▶ [Listed entries]:
=-=-=
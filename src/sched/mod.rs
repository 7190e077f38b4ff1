//! Worker pool, ready queues, load balancing, timers and deferred destroys.

mod balance;
mod scheduler;
mod timer;
mod worker;

pub(crate) use balance::LoadBalancer;
pub(crate) use scheduler::Scheduler;
pub(crate) use timer::{timer_thread_main, TimerQueue};
pub(crate) use worker::worker_main;

pub(crate) mod context {
    //! Tracks which scheduler the current thread is executing tasks for, so
    //! awaitables like sleep can find their timer without a global lookup.

    use std::cell::RefCell;
    use std::sync::{Arc, Weak};

    use super::Scheduler;

    thread_local! {
        static CURRENT: RefCell<Option<Weak<Scheduler>>> = RefCell::new(None);
    }

    /// Install `sched` as the current scheduler. The previous value is
    /// restored when the returned guard drops, nesting is allowed.
    pub fn enter(sched: Weak<Scheduler>) -> ContextGuard {
        let previous = CURRENT.with(|cell| cell.borrow_mut().replace(sched));
        ContextGuard { previous }
    }

    /// Scheduler the current thread polls tasks for, if any.
    pub fn current() -> Option<Arc<Scheduler>> {
        CURRENT.with(|cell| cell.borrow().clone()).and_then(|weak| weak.upgrade())
    }

    pub struct ContextGuard {
        previous: Option<Weak<Scheduler>>,
    }

    impl Drop for ContextGuard {
        fn drop(&mut self) {
            let previous = self.previous.take();
            CURRENT.with(|cell| *cell.borrow_mut() = previous);
        }
    }
}
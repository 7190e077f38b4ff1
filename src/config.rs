use std::thread;
use std::time::Duration;

/// Selects how timer entries are dispatched.
#[derive(Copy, Clone, Eq, PartialEq, Hash, Debug)]
pub enum TimerDriver {
    /// A dedicated thread sleeps on a condvar until the earliest deadline
    /// or a new-entry notification, whichever comes first. Most precise.
    DedicatedThread,
    /// Worker 0 drives the timer once per scheduling tick. No extra thread,
    /// slightly coarser wake-ups.
    SchedulerIntegrated,
}

/// Number of callback slots available in each cancellation state.
pub const CALLBACK_SLOTS: usize = 16;

/// Runtime construction parameters.
///
/// Default values match the behaviour of
/// [`Runtime::new`](struct.Runtime.html#method.new). Setters consume and
/// return `self` so configs can be built inline:
///
/// ```
/// use carousel::{Config, TimerDriver};
///
/// let config = Config::default()
///     .worker_count(2)
///     .timer_driver(TimerDriver::SchedulerIntegrated);
/// assert_eq!(config.worker_count, 2);
/// ```
#[derive(Clone, Eq, PartialEq, Debug)]
pub struct Config {
    /// Worker thread count, default = available hardware parallelism.
    pub worker_count: usize,
    /// Timer dispatch mode, default dedicated thread.
    pub timer_driver: TimerDriver,
    /// Ready handles processed per worker tick.
    pub ready_batch: usize,
    /// Deferred destroys processed per worker tick.
    pub destroy_batch: usize,
    /// Due timer entries dispatched per drive batch.
    pub timer_batch: usize,
    /// Hard deadline applied by [`sync_wait`](fn.sync_wait.html).
    pub sync_wait_deadline: Duration,
    /// Every n-th scheduling pick scans real worker loads.
    pub load_scan_interval: usize,
}

impl Config {
    pub fn worker_count(mut self, value: usize) -> Self {
        self.worker_count = value.max(1);
        self
    }
    pub fn timer_driver(mut self, value: TimerDriver) -> Self {
        self.timer_driver = value;
        self
    }
    pub fn ready_batch(mut self, value: usize) -> Self {
        self.ready_batch = value.max(1);
        self
    }
    pub fn destroy_batch(mut self, value: usize) -> Self {
        self.destroy_batch = value.max(1);
        self
    }
    pub fn timer_batch(mut self, value: usize) -> Self {
        self.timer_batch = value.max(1);
        self
    }
    pub fn sync_wait_deadline(mut self, value: Duration) -> Self {
        self.sync_wait_deadline = value;
        self
    }
    pub fn load_scan_interval(mut self, value: usize) -> Self {
        self.load_scan_interval = value.max(1);
        self
    }
}

impl Default for Config {
    fn default() -> Self {
        Self {
            worker_count: thread::available_parallelism().map(|n| n.get()).unwrap_or(1),
            timer_driver: TimerDriver::DedicatedThread,
            ready_batch: 64,
            destroy_batch: 32,
            timer_batch: 32,
            sync_wait_deadline: Duration::from_secs(5),
            load_scan_interval: 16,
        }
    }
}
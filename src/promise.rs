use std::fmt::{Debug, Formatter};
use std::future::Future;
use std::pin::Pin;
use std::sync::atomic::{AtomicBool, Ordering};
use std::sync::Arc;
use std::task::{Context, Poll};

use parking_lot::Mutex;

use crate::error::{ErrorInfo, ErrorKind, TaskResult};
use crate::utils::WakerCell;

struct PromiseShared<T> {
    ready: AtomicBool,
    cell: Mutex<Option<TaskResult<T>>>,
    waiter: WakerCell,
}

/// Single-slot future cell bridging callback code into tasks.
///
/// One side completes it exactly once with [`set_value`](#method.set_value)
/// or [`set_error`](#method.set_error), from any thread; the other side
/// awaits it. Setting is terminal: a second set is rejected with
/// `InvalidOperation` and never clobbers the first result. Awaiting after
/// completion yields immediately, and repeated awaits on clones observe the
/// same value.
///
/// The cell is designed for a single waiter; a raced extra waiter is not
/// lost, it degrades to mutual re-polling.
///
/// # Examples
/// ```
/// use carousel::{spawn, sync_wait, AsyncPromise};
///
/// let promise = AsyncPromise::new();
/// let writer = promise.clone();
/// let task = spawn(async move { promise.await });
/// std::thread::spawn(move || {
///     writer.set_value("hi").unwrap();
/// });
/// assert_eq!(sync_wait(task).unwrap().unwrap(), "hi");
/// ```
pub struct AsyncPromise<T> {
    state: Arc<PromiseShared<T>>,
}

impl<T> Clone for AsyncPromise<T> {
    fn clone(&self) -> Self {
        Self { state: self.state.clone() }
    }
}

impl<T> AsyncPromise<T> {
    pub fn new() -> Self {
        Self {
            state: Arc::new(PromiseShared {
                ready: AtomicBool::new(false),
                cell: Mutex::new(None),
                waiter: WakerCell::empty(),
            }),
        }
    }

    /// Complete the promise with a value and wake the waiter exactly once.
    pub fn set_value(&self, value: T) -> TaskResult<()> {
        self.complete(Ok(value))
    }

    /// Complete the promise with an error and wake the waiter exactly once.
    pub fn set_error(&self, error: ErrorInfo) -> TaskResult<()> {
        self.complete(Err(error))
    }

    fn complete(&self, result: TaskResult<T>) -> TaskResult<()> {
        {
            let mut cell = self.state.cell.lock();
            if self.state.ready.load(Ordering::Acquire) || cell.is_some() {
                return Err(crate::runtime_error!(
                    ErrorKind::InvalidOperation,
                    "promise was already completed"
                ));
            }
            *cell = Some(result);
        }
        //result is published before ready flips, awaiters that observe the
        //flag always find the value
        self.state.ready.store(true, Ordering::Release);
        self.state.waiter.wake();
        Ok(())
    }

    pub fn is_ready(&self) -> bool {
        self.state.ready.load(Ordering::Acquire)
    }

    /// Move the result out without cloning, for move-only payloads. Returns
    /// `None` while incomplete and after the result was already taken.
    pub fn try_take(&self) -> Option<TaskResult<T>> {
        if !self.is_ready() {
            return None;
        }
        self.state.cell.lock().take()
    }
}

impl<T: Clone> AsyncPromise<T> {
    fn clone_result(&self) -> TaskResult<T> {
        match &*self.state.cell.lock() {
            Some(result) => result.clone(),
            None => Err(crate::runtime_error!(
                ErrorKind::InvalidOperation,
                "promise result was already taken"
            )),
        }
    }
}

impl<T: Clone> Future for AsyncPromise<T> {
    type Output = TaskResult<T>;

    fn poll(self: Pin<&mut Self>, cx: &mut Context<'_>) -> Poll<Self::Output> {
        if self.is_ready() {
            return Poll::Ready(self.clone_result());
        }
        if let Some(previous) = self.state.waiter.register(cx.waker()) {
            //a second waiter raced in, keep the displaced one polling so
            //neither of them is lost
            previous.wake();
        }
        //recheck, completion may have raced the registration and woken an
        //empty slot
        if self.is_ready() {
            self.state.waiter.clear();
            return Poll::Ready(self.clone_result());
        }
        Poll::Pending
    }
}

impl<T> Default for AsyncPromise<T> {
    fn default() -> Self {
        Self::new()
    }
}

impl<T> Debug for AsyncPromise<T> {
    fn fmt(&self, f: &mut Formatter<'_>) -> std::fmt::Result {
        write!(f, "AsyncPromise[ready: {}]", self.is_ready())
    }
}

#[cfg(test)]
mod tests {
    use super::*;
    use crate::utils::noop_waker;

    fn poll_once<T: Clone>(promise: &AsyncPromise<T>) -> Poll<TaskResult<T>> {
        let waker = noop_waker();
        Pin::new(&mut promise.clone()).poll(&mut Context::from_waker(&waker))
    }

    #[test]
    fn test_set_then_await_is_immediate() {
        let promise = AsyncPromise::new();
        promise.set_value(7).unwrap();
        assert!(promise.is_ready());
        match poll_once(&promise) {
            Poll::Ready(Ok(7)) => {}
            other => panic!("unexpected poll result: {:?}", other),
        }
        //value survives repeated awaits
        match poll_once(&promise) {
            Poll::Ready(Ok(7)) => {}
            other => panic!("unexpected poll result: {:?}", other),
        }
    }

    #[test]
    fn test_second_set_keeps_first_result() {
        let promise = AsyncPromise::new();
        promise.set_value(1).unwrap();
        let err = promise.set_value(2).unwrap_err();
        assert_eq!(err.kind(), ErrorKind::InvalidOperation);
        assert_eq!(promise.try_take().unwrap().unwrap(), 1);
    }

    #[test]
    fn test_error_completion() {
        let promise: AsyncPromise<i32> = AsyncPromise::new();
        promise.set_error(ErrorInfo::new(ErrorKind::ConnectionFailed, "backend gone")).unwrap();
        match poll_once(&promise) {
            Poll::Ready(Err(err)) => assert_eq!(err.kind(), ErrorKind::ConnectionFailed),
            other => panic!("unexpected poll result: {:?}", other),
        }
    }

    #[test]
    fn test_try_take_moves_result_out() {
        let promise: AsyncPromise<Box<i32>> = AsyncPromise::new();
        assert!(promise.try_take().is_none());
        promise.set_value(Box::new(5)).unwrap();
        assert_eq!(*promise.try_take().unwrap().unwrap(), 5);
        assert!(promise.try_take().is_none());
    }
}
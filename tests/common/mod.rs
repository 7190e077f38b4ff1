#![allow(dead_code)]

use std::sync::atomic::{AtomicUsize, Ordering};
use std::sync::Arc;
use std::time::{Duration, Instant};

/// Counts drops of its guards, used to prove storage is freed exactly once.
#[derive(Clone, Default)]
pub struct DropCounter(Arc<AtomicUsize>);

pub struct DropToken(DropCounter);

impl DropCounter {
    pub fn new() -> Self {
        Self::default()
    }

    pub fn token(&self) -> DropToken {
        DropToken(self.clone())
    }

    pub fn count(&self) -> usize {
        self.0.load(Ordering::SeqCst)
    }
}

impl Drop for DropToken {
    fn drop(&mut self) {
        (self.0).0.fetch_add(1, Ordering::SeqCst);
    }
}

/// Busy-wait on a condition from a plain thread, failing after `timeout`.
pub fn wait_until(timeout: Duration, mut condition: impl FnMut() -> bool) {
    let start = Instant::now();
    while !condition() {
        assert!(start.elapsed() < timeout, "condition not reached within {:?}", timeout);
        std::thread::sleep(Duration::from_millis(1));
    }
}
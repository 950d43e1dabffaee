use thiserror::Error;

#[derive(Debug, Clone, PartialEq, Eq, Error)]
pub enum VersionError {
    #[error("Empty version string")]
    Empty,

    #[error("Invalid version syntax: {0}")]
    InvalidSyntax(String),

    #[error("Version component out of range: {0}")]
    ComponentOutOfRange(String),
}
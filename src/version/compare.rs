//! Semver precedence
//!
//! Versions are ordered by major, minor and patch, then by prerelease:
//! a release outranks any prerelease of the same triple, and prerelease
//! identifiers are compared pairwise (numeric by value, numeric below
//! alphanumeric, alphanumeric in ASCII order, a missing identifier below a
//! present one).

use std::cmp::Ordering;

use crate::version::model::{Identifier, Version};

/// Compare two versions under semver precedence rules
pub fn compare_versions(a: &Version, b: &Version) -> Ordering {
    a.major
        .cmp(&b.major)
        .then(a.minor.cmp(&b.minor))
        .then(a.patch.cmp(&b.patch))
        .then_with(|| compare_prerelease(&a.prerelease, &b.prerelease))
}

fn compare_prerelease(a: &[Identifier], b: &[Identifier]) -> Ordering {
    match (a.is_empty(), b.is_empty()) {
        (true, true) => Ordering::Equal,
        (true, false) => Ordering::Greater,
        (false, true) => Ordering::Less,
        // slice ordering is element-wise, then the shorter one first
        (false, false) => a.cmp(b),
    }
}

fn compare_identifiers(a: &Identifier, b: &Identifier) -> Ordering {
    match (a.is_numeric(), b.is_numeric()) {
        (true, true) => compare_numeric(a.as_str(), b.as_str()),
        (true, false) => Ordering::Less,
        (false, true) => Ordering::Greater,
        (false, false) => a.as_str().cmp(b.as_str()),
    }
}

/// Numeric comparison of digit strings of any length
fn compare_numeric(a: &str, b: &str) -> Ordering {
    let a = a.trim_start_matches('0');
    let b = b.trim_start_matches('0');
    a.len().cmp(&b.len()).then_with(|| a.cmp(b))
}

impl Ord for Identifier {
    fn cmp(&self, other: &Self) -> Ordering {
        compare_identifiers(self, other)
    }
}

impl PartialOrd for Identifier {
    fn partial_cmp(&self, other: &Self) -> Option<Ordering> {
        Some(self.cmp(other))
    }
}

impl PartialEq for Identifier {
    fn eq(&self, other: &Self) -> bool {
        self.cmp(other) == Ordering::Equal
    }
}

impl Eq for Identifier {}

impl Ord for Version {
    fn cmp(&self, other: &Self) -> Ordering {
        compare_versions(self, other)
    }
}

impl PartialOrd for Version {
    fn partial_cmp(&self, other: &Self) -> Option<Ordering> {
        Some(self.cmp(other))
    }
}

impl PartialEq for Version {
    fn eq(&self, other: &Self) -> bool {
        self.cmp(other) == Ordering::Equal
    }
}

impl Eq for Version {}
=-=-=
▶ [What is being asked]: The answer must consist of each line from the entries that contains the string "Less".

▶ [Task output]:
        (false, true) => Ordering::Less,
        (true, false) => Ordering::Less,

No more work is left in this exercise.